PEDRO PIRES, novembro de 1980

Portanto, para o então Primeiro Ministro, secretário geral adjunto do PAICV e Comandante de Brigada das FARP, Pedro Pires, se dúvidas houvesse, e para um bom entendedor, quem ousasse se opor ao regime POR ELE LIDERADO, nem sequer seria julgado de acordo com a lei, como é apanágio num Estado de Direito Democrático, mas seria sim tarde ou cedo ESMAGADO, esmagado como é típico e usual nos regimes totalitários.

Discurso que, sem dúvidas, marca o prenúncio de toda a brutalidade que viria meses depois a ser cometida, pelo regime de partido único, contra os presos do “31 de Agosto”, sem esquecer os péssimos sinais (também de brutalidades) já dantes demonstrados pelo mesmo regime contra um grupo de cidadãos em S. Vicente, 1977.

Aliás, não é por menos que no final do parágrafo onde consta tal discurso, e fazendo referência ao mesmo, o autor do livro chegaria a uma conclusão que embora carregada de ironia, mas óbvia: “Agora é preparar o lombo”. (escreveu Germano Almeida).

Meses depois, “31 de agosto” de 1981, os primeiros que se opuseram ao regime foram desumanamente maltratados e esmagados: na sua saúde, no seu orgulho próprio, na sua dignidade, além do esmagamento material sofrido, tudo com repercussão negativa nas suas vidas até a data de hoje, e em muitos casos até a morte.

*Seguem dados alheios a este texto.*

//! Grid snake steered by relative turns.
//!
//! The board is a grid of `block_size` cells addressed by the pixel coordinate of
//! their top-left corner. Every [`SnakeGame::step`] moves the head one cell in the
//! direction obtained by applying a [`Turn`] to the current heading.

pub use self::{config::*, direction::*, game::*};

mod config;
mod direction;
mod game;
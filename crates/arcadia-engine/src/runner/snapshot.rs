use serde::{Deserialize, Serialize};

use crate::Rect;

use super::{AgentMode, ObstacleDescriptor};

/// Agent state as seen by a policy.
#[derive(Debug, Clone, Copy, PartialEq, Serialize, Deserialize)]
pub struct AgentPose {
    pub x: f32,
    pub y: f32,
    pub width: f32,
    pub height: f32,
    pub velocity: f32,
    pub mode: AgentMode,
}

impl AgentPose {
    #[must_use]
    pub fn rect(&self) -> Rect {
        Rect::new(self.x, self.y, self.width, self.height)
    }
}

/// Read-only view of the runner world at the start of a tick.
#[derive(Debug, Clone, PartialEq, Serialize, Deserialize)]
pub struct RunnerSnapshot {
    pub agent: AgentPose,
    /// Obstacles in spawn order, oldest first.
    pub obstacles: Vec<ObstacleDescriptor>,
    pub score: u32,
    pub tick: u64,
    /// Elapsed game time in seconds.
    pub elapsed: f32,
    pub speed: f32,
    pub ground_y: f32,
}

  1. 2. Tenho apercebido de que quando se fala do “31 de agosto” há uma tendência para se focar apenas em apurar quem é o culpado de todos aqueles acontecimentos ou tumultos que tiveram lugar nos dias que antecederam ao dia 31, e que veio a ter o seu ponto trágico nesse mesmo dia em Boca de Figueiral. Se a culpa foi do partido então no poder ou dos populares.

Há sempre o risco de se cair no erro de que o não culpado dos factos ocorridos até ao dia 31 fica com as mãos limpas em todo este caso. Puro equívoco pensar desta forma! O “31 de agosto” não se resume ao que ocorreu até ao dia 31, prolongou-se por muito mais tempo e com consequências nefastas, até hoje, para os então presos e familiares.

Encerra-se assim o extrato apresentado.